Stwierdzenia, które padają w artykułach, są głęboko krzywdzące i nieuprawnione - tak o publikacjach Onetu dotyczących karabinka Grot mówił dziś Andrzej Kensbok, prezes Polskiej Grupy Zbrojeniowej. Fabryka Broni Łucznik skierowała już dwa pozwy przeciwko wydawcy serwisu.
Portal Onet.pl przygotował ostatnio serię publikacji dotyczących karabinka Grot, produkowanego przez radomską Fabrykę Broni Łucznik. Dziennikarze pisali o rzekomych wadach karabinka, jak również o naruszeniu procedur dopuszczenia do użytku nowej broni. Według raportu, na którego fragmenty powołał się Onet, po testach okazało się, że karabinek "jest tak zły, że zagraża żołnierzom".
Fabryka Broni Łucznik w Radomiu zdementowała tezy zawarte w artykule i zarzuciła autorom tekstu nierzetelność, wyrażając "wątpliwości dotyczące obiektywizmu, a także intencji publikacji". Podkreśliła, że wady właściwe każdej nowej konstrukcji są usuwane, a karabinek jest udoskonalany w porozumieniu z wojskiem.

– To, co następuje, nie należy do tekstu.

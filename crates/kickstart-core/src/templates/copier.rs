//! Template file copying that honors each spec's [`MergeMode`]

use super::locator::{CopySpec, MergeMode};
use crate::error::{Error, Result};
use std::path::{Path, PathBuf};
use tokio::fs;
use walkdir::WalkDir;

/// A file that could not be copied
#[derive(Debug)]
pub struct FileError {
    pub path: PathBuf,
    pub error: Error,
}

/// Outcome of applying one or more copy specs
#[derive(Debug, Default)]
pub struct MergeReport {
    pub written: Vec<PathBuf>,
    pub skipped: Vec<PathBuf>,
    pub errors: Vec<FileError>,
}

impl MergeReport {
    pub fn is_clean(&self) -> bool {
        self.errors.is_empty()
    }

    fn absorb(&mut self, other: MergeReport) {
        self.written.extend(other.written);
        self.skipped.extend(other.skipped);
        self.errors.extend(other.errors);
    }
}

/// True when `dir` is missing or has no entries
pub async fn is_empty_dir(dir: &Path) -> Result<bool> {
    match fs::read_dir(dir).await {
        Ok(mut entries) => Ok(entries
            .next_entry()
            .await
            .map_err(|e| Error::read(dir, e))?
            .is_none()),
        Err(e) if e.kind() == std::io::ErrorKind::NotFound => Ok(true),
        Err(e) => Err(Error::read(dir, e)),
    }
}

/// Apply every spec in order. Per-file failures are collected and the remaining
/// files still copy; a precondition failure (missing source, non-empty
/// destination) stops the plan.
pub async fn apply(specs: &[CopySpec]) -> Result<MergeReport> {
    let mut report = MergeReport::default();
    for spec in specs {
        report.absorb(apply_spec(spec).await?);
    }
    Ok(report)
}

/// Apply a single spec. Per-file failures land in the report; only precondition
/// failures are returned as `Err`.
pub async fn apply_spec(spec: &CopySpec) -> Result<MergeReport> {
    let metadata = fs::metadata(&spec.source)
        .await
        .map_err(|_| Error::TemplateMissing(spec.source.clone()))?;

    if spec.mode == MergeMode::FailIfNonEmpty && !is_empty_dir(&spec.dest).await? {
        return Err(Error::DestinationNotEmpty(spec.dest.clone()));
    }

    let mut report = MergeReport::default();
    if metadata.is_dir() {
        fs::create_dir_all(&spec.dest)
            .await
            .map_err(|e| Error::io(format!("Failed to create {}", spec.dest.display()), e))?;

        for entry in WalkDir::new(&spec.source).min_depth(1).sort_by_file_name() {
            let entry = match entry {
                Ok(entry) => entry,
                Err(e) => {
                    let path = e.path().unwrap_or(&spec.source).to_path_buf();
                    report.errors.push(FileError {
                        error: Error::io(
                            format!("Failed to walk {}", path.display()),
                            std::io::Error::other(e),
                        ),
                        path,
                    });
                    continue;
                }
            };
            let Ok(relative) = entry.path().strip_prefix(&spec.source) else {
                continue;
            };
            let target = spec.dest.join(relative);

            if entry.file_type().is_dir() {
                if let Err(e) = fs::create_dir_all(&target).await {
                    report.errors.push(FileError {
                        error: Error::io(format!("Failed to create {}", target.display()), e),
                        path: target,
                    });
                }
                continue;
            }

            copy_file(entry.path(), &target, spec.mode, &mut report).await;
        }
    } else {
        copy_file(&spec.source, &spec.dest, spec.mode, &mut report).await;
    }

    Ok(report)
}

async fn copy_file(source: &Path, target: &Path, mode: MergeMode, report: &mut MergeReport) {
    if mode == MergeMode::SkipExisting {
        match fs::try_exists(target).await {
            Ok(true) => {
                tracing::debug!(path = %target.display(), "exists, skipped");
                report.skipped.push(target.to_path_buf());
                return;
            }
            Ok(false) => {}
            Err(e) => {
                report.errors.push(FileError {
                    path: target.to_path_buf(),
                    error: Error::read(target, e),
                });
                return;
            }
        }
    }

    if let Some(parent) = target.parent() {
        if let Err(e) = fs::create_dir_all(parent).await {
            report.errors.push(FileError {
                path: target.to_path_buf(),
                error: Error::io(format!("Failed to create {}", parent.display()), e),
            });
            return;
        }
    }

    match fs::copy(source, target).await {
        Ok(_) => {
            tracing::debug!(path = %target.display(), "written");
            report.written.push(target.to_path_buf());
        }
        Err(e) => {
            tracing::warn!(path = %target.display(), error = %e, "copy failed");
            report.errors.push(FileError {
                path: target.to_path_buf(),
                error: Error::write(target, e),
            });
        }
    }
}
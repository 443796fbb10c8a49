//! CLI prompts using cliclack (Charm-style inline prompts)
//!
//! This module is optional and only available when the `tui` feature is enabled.

#[cfg(feature = "tui")]
mod prompts;

#[cfg(feature = "tui")]
pub use prompts::{run_add, run_scaffold, AddArgs, PromptAnswers, ScaffoldArgs};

Wówczas na Onecie pojawił się kolejny tekst - "Wojsko zwraca wszystkie karabinki Grot fabryce do poprawki po tekstach Onetu". Napisano - za "Rzeczpospolitą" - że Fabryka Broni Łucznik "poprawi wszystkie dostarczone wojsku" karabinki Grot, by "wyeliminować najczęściej zgłaszane usterki". Również tym razem fabryka wydała oświadczenie. Łucznik stwierdził, że "opublikowany materiał jest nierzetelny i manipulując publikacją z innego medium, wprowadza w błąd opinię publiczną".
Andrzej Kensbok, prezes Polskiej Grupy Zbrojeniowej, w porannej rozmowie z Polskim Radiem 24 zapewnił, że karabinek Grot to bezpieczna konstrukcja. - Stwierdzenia, które padają w artykułach, są głęboko krzywdzące i nieuprawnione - powiedział, komentując ostatnie artykuły portalu Onet.pl.
- Publikacje wyrządziły na pewno szkody wizerunkowe, ale co gorsza, podważyły zaufanie żołnierzy do sprzętu, jaki produkujemy. Na to nie możemy sobie pozwolić. Z dumą od 100 lat przestrzegamy przemysłowych standardów
- podkreślił szef PGZ.
Kensbok wyjaśnił, że jeżeli chodzi o karabinek Grot, to nie było wypadków z nim związanych, jak również uwag o bezpieczeństwie. Skąd więc takie artykuły? Prezes PGZ wyjaśnia:
"Jest wiele podmiotów, które nieprzychylnym okiem patrzą na nasze uzbrojenie. Fakt, że publikacja pojawia się w Polsce niemalże równocześnie z publikacją na portalach ukraińskich, nie może być wyłącznie zbiegiem okoliczności"
Fabryka Broni Łucznik złożyła pozwy do radomskiego sądu, w którym domaga się zadośćuczynienia w wysokości łącznie dwóch milionów złotych oraz przeprosin od wydawcy portalu - Ringier Axel Springer.